Allowed HTTP methods

  • CloudFront supports GET, HEAD, OPTIONS, PUT, POST, PATCH, DELETE to get, add, update, and delete objects, and to get object headers.
    • GET, HEAD methods to use to get objects, object headers
    • GET, HEAD, OPTIONS methods to use to get objects, object headers or retrieve a list of the options supported from the origin
    • GET, HEAD, OPTIONS, PUT, POST, PATCH, DELETE operations can also be performed for e.g. submitting data from a web form, which are directly proxied back to the Origin server
  • CloudFront only caches responses to GET and HEAD requests and, optionally, OPTIONS requests. CloudFront does not cache responses to PUT, POST, PATCH, DELETE request methods and these requests are directed to the origin.
  • PUT, POST HTTP methods also help for accelerated content uploads, as these operations will be sent to the origin e.g. S3 via the CloudFront edge location, improving efficiency, reducing latency, and allowing the application to benefit from the monitored, persistent connections that CloudFront maintains from the edge locations to the origin servers.

CloudFront Edge Caches

  • Control the cache max-age
    • To increase the cache hit ratio, the origin can be configured to add a Cache-Control: max-age  directive to the objects.
    • Longer the interval less frequently it would be retrieved from the origin
  • Caching Based on Query String Parameters
    • CloudFront can be configured to cache based on the query parameters
      • None (Improves Caching) – if the origin returns the same version of an object regardless of the values of query string parameters.
      • Forward all, cache based on whitelist – if the origin server returns different versions of the objects based on one or more query string parameters.

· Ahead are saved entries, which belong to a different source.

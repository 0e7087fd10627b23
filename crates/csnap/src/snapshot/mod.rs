//! Snapshot identifiers and their subvolume layout.

mod id;
mod layout;

pub use id::{Snapshot, SnapshotId, WORK_SEPARATOR};
pub use layout::{subvolume_dir, trim_trailing_separator};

Then specify the parameters that you want CloudFront to use as a basis for caching in the Query String Whitelist field.
      • Forward all, cache based on all – if the origin server returns different versions of the objects for all query string parameters.
    • Caching performance can be improved by
      • Configure CloudFront to forward only the query strings for which the origin will return unique objects.
      • Using the same case for the parameters’ values for e.g. parameter value A or a, CloudFront would cache the same request twice even if the response or object returned is identical
      • Using the same parameter order for e.g. for request a=x&b=y and b=y&a=x, CloudFront would cache the same request twice even though the response or object returned is identical
    • For RTMP distributions, when CloudFront requests an object from the origin server, it removes any query string parameters.
  • Caching Based on Cookie Values
    • CloudFront can be configured to cache based on cookie values.
    • By default, it doesn’t consider cookies while caching on edge locations
    • Caching performance can be improved by
      • Configure CloudFront to forward only specified cookies instead of forwarding all cookies for e.g. if the request has 2 cookies with 3 possible values, CloudFront would cache all possible combinations even if the response takes into account a single cookie
      • Cookie names and values are both case sensitive so better to stick with the same case
      • Create separate cache behaviors for static and dynamic content, and configure CloudFront to forward cookies to the origin only for dynamic content for e.g. for CSS files, the cookies do not make sense as the object does not change with the cookie value
      • If possible, create separate cache behaviors for dynamic content for which cookie values are unique for each user (such as a user ID) and dynamic content that varies based on a smaller number of unique values reducing the number of combinations
    • For RTMP distributions, CloudFront cannot be configured to process
      cookies. When CloudFront requests an object from the origin server, it removes any cookies before forwarding the request to your origin. If your origin returns any cookies along with the object, CloudFront
      removes them before returning the object to the viewer.
  • Caching Based on Request Headers
    • CloudFront can be configured to cache based on request headers
    • By default, CloudFront doesn’t consider headers when caching the objects in edge locations.
    • CloudFront configured to cache based on request headers, does not change the headers that CloudFront forwards, only whether CloudFront caches objects based on the header values.
    • Caching performance can be improved by
      • Configure CloudFront to forward and cache based only on specified headers instead of forwarding and caching based on all headers.
      • Try to avoid caching based on request headers that have large numbers of unique values.
      • CloudFront is configured to forward all headers to the origin, CloudFront doesn’t cache the objects associated with this cache behaviour. Instead, it sends every request to the origin
      • CloudFront caches based on header values, it doesn’t consider the case of the header name but considers the case of the header value
    • For RTMP distributions, CloudFront cannot be configured to cache based on header values.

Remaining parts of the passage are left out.